The trial judge in those cases, Los Angeles County Superior Court Judge Marvin Lager, however, has indicated that he may order the parties to begin preparation for trial, including taking depositions, this summer if efforts to mediate a global settlement stall.

If that happens, Mahony's lawyers said don't expect the cardinal to be deposed in every case filed against the archdiocese last year, when state lawmakers opened a one-year window for victims of decades-old childhood sexual abuse to sue.

"There is no reason to depose the cardinal in 520 different cases," said co-counsel Donald F. Woods Jr., "just because every plaintiff wants a shot at the cardinal. We believe that is harassment."

"He'll testify if he has to," he added, noting that "just because you are in a Ford automobile accident, that doesn't mean you can depose Henry Ford in every case."

Victims' lawyers expect the cardinal's legal team to eventually resist their efforts to question Mahony under oath in other cases, just as they have tried to keep secret priest personnel files sought in the investigations of both civil and criminal claims.

"Mahony had a hand in deciding the career paths of each and every one of those priests," said Beverly Hills attorney Raymond P. Boucher, whom the court appointed as liaison counsel for the plaintiffs in the Southern California cases. "He really has to confront, under penalty of perjury, the steps that he took and why he did it."

This month's deposition will not be the first time Mahony has testified about his transfers of O'Grady.

Six years ago, he became the first U.S. cardinal to be deposed in a clergy sex-abuse case and the only one ever to take the witness stand at trial, said Jeffrey R. Anderson, a St. Paul, Minn., lawyer who represented two brothers who brought the case.

The brothers sued the Stockton Diocese in 1997 for failing to protect them from O'Grady. They claimed they were sexually abused by the priest a decade after he admitted to church leaders that he had fondled an 11-year-old girl.

During the trial, Mahony testified that he was unaware of certain allegations against O'Grady when he transferred the priest first from Sacred Heart Parish in Turlock to Church of the Presentation in Stockton. Two years later, Mahony moved O'Grady to St. Andrew's in San Andreas, where O'Grady allegedly molested the brothers between 1987 and 1991.

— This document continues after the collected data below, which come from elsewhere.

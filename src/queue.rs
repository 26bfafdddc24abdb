//! The multi-producer, single-consumer message queue (C4) and its perishable
//! message expiry policy.
//!
//! The queue itself is a thin wrapper over `crossbeam_channel`'s bounded
//! MPSC channel: `write`/`read` block, matching the synchronous,
//! thread-based concurrency model this protocol runs under — there is no
//! async runtime anywhere in this crate.

use std::time::Duration;

use crossbeam_channel::{Receiver, RecvError, SendError, Sender};

use crate::error::QueueError;
use crate::inspector::{Inspector, InspectorMessage};
use crate::message::{Message, MessageType, PsdMessage};
use crate::time::Timestamp;

/// The tuned constant from the source this protocol was distilled from:
/// PSD/Spectrum frames older than this, measured against the analyzer's
/// steady-state real-time delta, are dropped before dispatch.
pub const DEFAULT_EXPIRE_DELTA: Duration = Duration::from_millis(50);

/// Tracks the "implementation-to-realtime delta" used to decide whether a
/// timely message (PSD or Inspector::Spectrum) has gone stale.
///
/// The first timely message ever observed seeds the delta
/// (`impl_rt_delta = now - rt_time`) and is never itself classified as
/// expired; every later timely message is expired iff
/// `(now - rt_time) - impl_rt_delta > max_delta`.
#[derive(Debug)]
pub struct ExpiryTracker {
    max_delta: Duration,
    impl_rt_delta: Option<Duration>,
}

impl ExpiryTracker {
    pub fn new(max_delta: Duration) -> Self {
        Self {
            max_delta,
            impl_rt_delta: None,
        }
    }

    pub fn with_default_delta() -> Self {
        Self::new(DEFAULT_EXPIRE_DELTA)
    }

    /// Returns whether `msg` should be treated as expired right now.
    /// Non-timely message types (everything but PSD and Inspector::Spectrum)
    /// are never expired.
    pub fn is_expired(&mut self, msg: &Message, wall_now: Timestamp) -> bool {
        let rt_time = match msg {
            Message::Psd(psd) => psd.header.rt_time,
            Message::Inspector(InspectorMessage {
                body: Inspector::Spectrum { .. },
                rt_time,
                ..
            }) => *rt_time,
            _ => return false,
        };
        self.is_rt_time_expired(rt_time, wall_now)
    }

    fn is_rt_time_expired(&mut self, rt_time: Timestamp, wall_now: Timestamp) -> bool {
        let elapsed = wall_now - rt_time;
        match self.impl_rt_delta {
            None => {
                self.impl_rt_delta = Some(elapsed);
                false
            }
            Some(delta) => elapsed.saturating_sub(delta) > self.max_delta,
        }
    }
}

/// A bounded, blocking FIFO of typed envelopes. Cloning shares the same
/// underlying channel — every clone is just another producer handle.
#[derive(Clone)]
pub struct MessageQueue {
    tx: Sender<(MessageType, Message)>,
    rx: Receiver<(MessageType, Message)>,
}

impl MessageQueue {
    /// `capacity` bounds the number of in-flight envelopes; `write` blocks
    /// once the queue is full, matching the backpressure the concurrency
    /// model describes.
    pub fn bounded(capacity: usize) -> Self {
        let (tx, rx) = crossbeam_channel::bounded(capacity);
        Self { tx, rx }
    }

    /// Takes ownership of `msg` and enqueues it. On failure (the consumer
    /// has disconnected) ownership is handed back to the caller so it can
    /// dispose or retry, matching the "on failure the caller retains
    /// ownership" contract.
    pub fn write(&self, msg: Message) -> Result<(), (QueueError, Message)> {
        let ty = msg.message_type();
        match self.tx.send((ty, msg)) {
            Ok(()) => {
                tracing::trace!(message_type = %ty, "wrote message to queue");
                Ok(())
            }
            Err(SendError((_, msg))) => Err((QueueError::Disconnected, msg)),
        }
    }

    /// Blocks until a message is available, returning `(type, value)`.
    pub fn read(&self) -> Result<(MessageType, Message), QueueError> {
        self.rx.recv().map_err(|RecvError| QueueError::Disconnected).map(|(ty, msg)| {
            tracing::trace!(message_type = %ty, "read message from queue");
            (ty, msg)
        })
    }

    /// Blocks until a non-expired message is available, silently dropping
    /// any perishable message `tracker` reports as stale. Expiry never
    /// reorders the stream: messages are evaluated and dropped strictly in
    /// FIFO order.
    pub fn read_live(
        &self,
        tracker: &mut ExpiryTracker,
        wall_now: impl Fn() -> Timestamp,
    ) -> Result<(MessageType, Message), QueueError> {
        loop {
            let (ty, msg) = self.read()?;
            if tracker.is_expired(&msg, wall_now()) {
                tracing::debug!(message_type = %ty, "dropped expired message before dispatch");
                continue;
            }
            return Ok((ty, msg));
        }
    }

    pub fn len(&self) -> usize {
        self.rx.len()
    }

    pub fn is_empty(&self) -> bool {
        self.rx.is_empty()
    }
}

The transfer to San Andreas occurred days after local police investigated a complaint of sexual abuse against O'Grady but did not charge him with a crime.

The police report stated that a diocesan lawyer assured police that the diocese had "interviewed the suspect and felt the incident occurred once and is an isolated incident." It also said O'Grady would be transferred out of the church parish and would "only be working with adults and away from children."

Woods said this week that O'Grady's transfer had already been planned and was unrelated to the new sexual misconduct allegation.

The jury in that case awarded $30 million, including $24 million in punitive damages. Some jurors said they believed Mahony's testimony was untruthful.

Mahony told the Los Angeles Times in 2002 that he thought the Stockton verdict, which was later reduced to $7 million, was wrong.

"I was flabbergasted that we were held accountable, because I thought we took extraordinary steps to make sure there was not a problem," he said, including sending O'Grady to therapy and ordering a second psychiatric evaluation.

In the new case, a man said he was sexually abused by O'Grady as an elementary school student in Lodi. Attorney John C. Manly, who represents the man, said the priest called the boy out of class and raped him on numerous occasions. The Times generally does not publish the names of alleged sexual assault victims.

Manly, who subpoenaed Mahony last month, said the cardinal's testimony is critical to his case because he is "the best person still alive with the most information about what went on" regarding the Stockton Diocese's handling of the O'Grady matter. But in this case, the alleged molestation occurred before Mahony was named bishop of Stockton in 1980.

Mahony remained in that position until 1985, when he became archbishop of Los Angeles. There are 13 lawsuits pending against the Stockton Diocese, including seven involving allegations against O'Grady, said Stockton attorney Paul N. Balestracci, who represents the diocese.